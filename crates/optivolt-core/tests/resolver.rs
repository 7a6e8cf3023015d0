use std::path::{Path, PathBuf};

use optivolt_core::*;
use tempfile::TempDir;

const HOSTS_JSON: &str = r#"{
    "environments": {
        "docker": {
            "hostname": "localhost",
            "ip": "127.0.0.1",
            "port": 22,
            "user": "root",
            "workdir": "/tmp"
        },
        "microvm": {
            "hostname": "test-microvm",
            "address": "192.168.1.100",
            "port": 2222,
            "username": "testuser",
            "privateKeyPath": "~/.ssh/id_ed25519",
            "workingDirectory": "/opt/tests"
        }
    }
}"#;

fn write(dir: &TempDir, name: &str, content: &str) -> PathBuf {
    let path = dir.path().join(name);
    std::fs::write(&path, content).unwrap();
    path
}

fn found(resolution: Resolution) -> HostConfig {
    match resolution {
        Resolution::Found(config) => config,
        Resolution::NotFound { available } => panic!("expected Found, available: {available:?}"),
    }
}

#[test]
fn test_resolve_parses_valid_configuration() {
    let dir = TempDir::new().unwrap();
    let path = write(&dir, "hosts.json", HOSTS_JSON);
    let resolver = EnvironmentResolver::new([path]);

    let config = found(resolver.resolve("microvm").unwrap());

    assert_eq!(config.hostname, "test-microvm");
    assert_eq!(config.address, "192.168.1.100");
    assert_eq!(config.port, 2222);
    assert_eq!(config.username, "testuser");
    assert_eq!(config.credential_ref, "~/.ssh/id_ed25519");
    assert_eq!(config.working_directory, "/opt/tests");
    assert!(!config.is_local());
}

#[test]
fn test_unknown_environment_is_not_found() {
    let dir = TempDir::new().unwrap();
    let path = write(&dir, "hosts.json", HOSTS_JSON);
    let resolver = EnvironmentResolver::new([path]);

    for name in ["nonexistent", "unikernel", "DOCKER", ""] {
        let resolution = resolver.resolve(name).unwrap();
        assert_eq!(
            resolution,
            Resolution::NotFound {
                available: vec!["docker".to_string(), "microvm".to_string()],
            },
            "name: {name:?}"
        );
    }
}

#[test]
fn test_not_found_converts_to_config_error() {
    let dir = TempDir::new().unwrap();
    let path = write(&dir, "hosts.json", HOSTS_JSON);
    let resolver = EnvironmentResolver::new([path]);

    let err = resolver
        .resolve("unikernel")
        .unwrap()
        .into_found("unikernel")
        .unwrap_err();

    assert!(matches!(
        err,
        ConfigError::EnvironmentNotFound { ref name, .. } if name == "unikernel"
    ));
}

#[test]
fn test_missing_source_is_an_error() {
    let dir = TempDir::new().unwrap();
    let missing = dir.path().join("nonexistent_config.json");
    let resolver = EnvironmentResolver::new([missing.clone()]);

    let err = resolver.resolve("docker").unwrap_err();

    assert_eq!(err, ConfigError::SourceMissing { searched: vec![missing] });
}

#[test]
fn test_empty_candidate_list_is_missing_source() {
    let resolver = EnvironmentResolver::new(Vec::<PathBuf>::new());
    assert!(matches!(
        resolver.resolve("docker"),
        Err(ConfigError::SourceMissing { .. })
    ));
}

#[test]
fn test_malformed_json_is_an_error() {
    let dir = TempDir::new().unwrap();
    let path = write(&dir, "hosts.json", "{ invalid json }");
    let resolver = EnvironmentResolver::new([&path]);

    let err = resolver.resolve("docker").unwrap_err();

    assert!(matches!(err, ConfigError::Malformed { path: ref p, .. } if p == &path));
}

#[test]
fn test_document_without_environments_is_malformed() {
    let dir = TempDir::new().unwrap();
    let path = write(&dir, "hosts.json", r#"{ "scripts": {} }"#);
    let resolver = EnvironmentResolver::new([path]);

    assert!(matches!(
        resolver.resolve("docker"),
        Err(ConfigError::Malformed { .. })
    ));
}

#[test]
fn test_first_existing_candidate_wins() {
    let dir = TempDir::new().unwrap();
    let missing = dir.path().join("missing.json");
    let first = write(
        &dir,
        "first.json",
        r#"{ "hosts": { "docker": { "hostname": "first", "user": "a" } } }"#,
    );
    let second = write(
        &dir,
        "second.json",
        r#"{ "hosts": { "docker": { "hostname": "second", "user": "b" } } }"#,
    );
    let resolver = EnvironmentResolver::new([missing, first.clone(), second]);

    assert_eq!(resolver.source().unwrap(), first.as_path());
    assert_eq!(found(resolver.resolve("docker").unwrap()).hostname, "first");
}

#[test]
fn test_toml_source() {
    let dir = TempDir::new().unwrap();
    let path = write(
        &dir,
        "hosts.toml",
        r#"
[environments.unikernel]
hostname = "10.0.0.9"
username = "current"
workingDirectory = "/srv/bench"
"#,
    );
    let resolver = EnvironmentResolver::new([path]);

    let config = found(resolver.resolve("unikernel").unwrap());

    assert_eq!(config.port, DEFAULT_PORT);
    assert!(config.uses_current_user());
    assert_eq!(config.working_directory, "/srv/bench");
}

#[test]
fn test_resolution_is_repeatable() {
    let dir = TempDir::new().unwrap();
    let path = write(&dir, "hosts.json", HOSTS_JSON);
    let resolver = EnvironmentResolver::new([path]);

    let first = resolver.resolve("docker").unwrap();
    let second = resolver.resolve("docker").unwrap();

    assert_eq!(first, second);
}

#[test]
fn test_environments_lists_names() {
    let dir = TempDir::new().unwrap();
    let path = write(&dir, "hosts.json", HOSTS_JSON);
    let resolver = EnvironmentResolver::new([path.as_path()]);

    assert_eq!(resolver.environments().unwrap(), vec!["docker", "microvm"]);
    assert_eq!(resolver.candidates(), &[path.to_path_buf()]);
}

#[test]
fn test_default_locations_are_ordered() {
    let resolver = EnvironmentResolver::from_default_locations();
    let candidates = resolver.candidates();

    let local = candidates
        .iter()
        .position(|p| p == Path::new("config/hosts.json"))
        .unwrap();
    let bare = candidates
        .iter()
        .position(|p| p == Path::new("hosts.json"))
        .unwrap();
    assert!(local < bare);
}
┄┄┄┄┄┄┄┄┄┄
Now that the records have been shown, restate each one word for word.

filename crates/optivolt-core/tests/resolver.rs
repository 7a6e8cf3023015d0
use std::path::{Path, PathBuf};

use optivolt_core::*;
use tempfile::TempDir;

const HOSTS_JSON: &str = r#"{
    "environments": {
        "docker": {
            "hostname": "localhost",
            "ip": "127.0.0.1",
            "port": 22,
            "user": "root",
            "workdir": "/tmp"
        },
        "microvm": {
            "hostname": "test-microvm",
            "address": "192.168.1.100",
            "port": 2222,
            "username": "testuser",
            "privateKeyPath": "~/.ssh/id_ed25519",
            "workingDirectory": "/opt/tests"
        }
    }
}"#;

fn write(dir: &TempDir, name: &str, content: &str) -> PathBuf {
    let path = dir.path().join(name);
    std::fs::write(&path, content).unwrap();
    path
}

fn found(resolution: Resolution) -> HostConfig {
    match resolution {
        Resolution::Found(config) => config,
        Resolution::NotFound { available } => panic!("expected Found, available: {available:?}"),
    }
}

#[test]
fn test_resolve_parses_valid_configuration() {
    let dir = TempDir::new().unwrap();
    let path = write(&dir, "hosts.json", HOSTS_JSON);
    let resolver = EnvironmentResolver::new([path]);

    let config = found(resolver.resolve("microvm").unwrap());

    assert_eq!(config.hostname, "test-microvm");
    assert_eq!(config.address, "192.168.1.100");
    assert_eq!(config.port, 2222);
    assert_eq!(config.username, "testuser");
    assert_eq!(config.credential_ref, "~/.ssh/id_ed25519");
    assert_eq!(config.working_directory, "/opt/tests");
    assert!(!config.is_local());
}

#[test]
fn test_unknown_environment_is_not_found() {
    let dir = TempDir::new().unwrap();
    let path = write(&dir, "hosts.json", HOSTS_JSON);
    let resolver = EnvironmentResolver::new([path]);

    for name in ["nonexistent", "unikernel", "DOCKER", ""] {
        let resolution = resolver.resolve(name).unwrap();
        assert_eq!(
            resolution,
            Resolution::NotFound {
                available: vec!["docker".to_string(), "microvm".to_string()],
            },
            "name: {name:?}"
        );
    }
}

#[test]
fn test_not_found_converts_to_config_error() {
    let dir = TempDir::new().unwrap();
    let path = write(&dir, "hosts.json", HOSTS_JSON);
    let resolver = EnvironmentResolver::new([path]);

    let err = resolver
        .resolve("unikernel")
        .unwrap()
        .into_found("unikernel")
        .unwrap_err();

    assert!(matches!(
        err,
        ConfigError::EnvironmentNotFound { ref name, .. } if name == "unikernel"
    ));
}

#[test]
fn test_missing_source_is_an_error() {
    let dir = TempDir::new().unwrap();
    let missing = dir.path().join("nonexistent_config.json");
    let resolver = EnvironmentResolver::new([missing.clone()]);

    let err = resolver.resolve("docker").unwrap_err();

    assert_eq!(err, ConfigError::SourceMissing { searched: vec![missing] });
}

#[test]
fn test_empty_candidate_list_is_missing_source() {
    let resolver = EnvironmentResolver::new(Vec::<PathBuf>::new());
    assert!(matches!(
        resolver.resolve("docker"),
        Err(ConfigError::SourceMissing { .. })
    ));
}

#[test]
fn test_malformed_json_is_an_error() {
    let dir = TempDir::new().unwrap();
    let path = write(&dir, "hosts.json", "{ invalid json }");
    let resolver = EnvironmentResolver::new([&path]);

    let err = resolver.resolve("docker").unwrap_err();

    assert!(matches!(err, ConfigError::Malformed { path: ref p, .. } if p == &path));
}

#[test]
fn test_document_without_environments_is_malformed() {
    let dir = TempDir::new().unwrap();
    let path = write(&dir, "hosts.json", r#"{ "scripts": {} }"#);
    let resolver = EnvironmentResolver::new([path]);

    assert!(matches!(
        resolver.resolve("docker"),
        Err(ConfigError::Malformed { .. })
    ));
}

#[test]
fn test_first_existing_candidate_wins() {
    let dir = TempDir::new().unwrap();
    let missing = dir.path().join("missing.json");
    let first = write(
        &dir,
        "first.json",
        r#"{ "hosts": { "docker": { "hostname": "first", "user": "a" } } }"#,
    );
    let second = write(
        &dir,
        "second.json",
        r#"{ "hosts": { "docker": { "hostname": "second", "user": "b" } } }"#,
    );
    let resolver = EnvironmentResolver::new([missing, first.clone(), second]);

    assert_eq!(resolver.source().unwrap(), first.as_path());
    assert_eq!(found(resolver.resolve("docker").unwrap()).hostname, "first");
}

#[test]
fn test_toml_source() {
    let dir = TempDir::new().unwrap();
    let path = write(
        &dir,
        "hosts.toml",
        r#"
[environments.unikernel]
hostname = "10.0.0.9"
username = "current"
workingDirectory = "/srv/bench"
"#,
    );
    let resolver = EnvironmentResolver::new([path]);

    let config = found(resolver.resolve("unikernel").unwrap());

    assert_eq!(config.port, DEFAULT_PORT);
    assert!(config.uses_current_user());
    assert_eq!(config.working_directory, "/srv/bench");
}

#[test]
fn test_resolution_is_repeatable() {
    let dir = TempDir::new().unwrap();
    let path = write(&dir, "hosts.json", HOSTS_JSON);
    let resolver = EnvironmentResolver::new([path]);

    let first = resolver.resolve("docker").unwrap();
    let second = resolver.resolve("docker").unwrap();

    assert_eq!(first, second);
}

#[test]
fn test_environments_lists_names() {
    let dir = TempDir::new().unwrap();
    let path = write(&dir, "hosts.json", HOSTS_JSON);
    let resolver = EnvironmentResolver::new([path.as_path()]);

    assert_eq!(resolver.environments().unwrap(), vec!["docker", "microvm"]);
    assert_eq!(resolver.candidates(), &[path.to_path_buf()]);
}

#[test]
fn test_default_locations_are_ordered() {
    let resolver = EnvironmentResolver::from_default_locations();
    let candidates = resolver.candidates();

    let local = candidates
        .iter()
        .position(|p| p == Path::new("config/hosts.json"))
        .unwrap();
    let bare = candidates
        .iter()
        .position(|p| p == Path::new("hosts.json"))
        .unwrap();
    assert!(local < bare);
}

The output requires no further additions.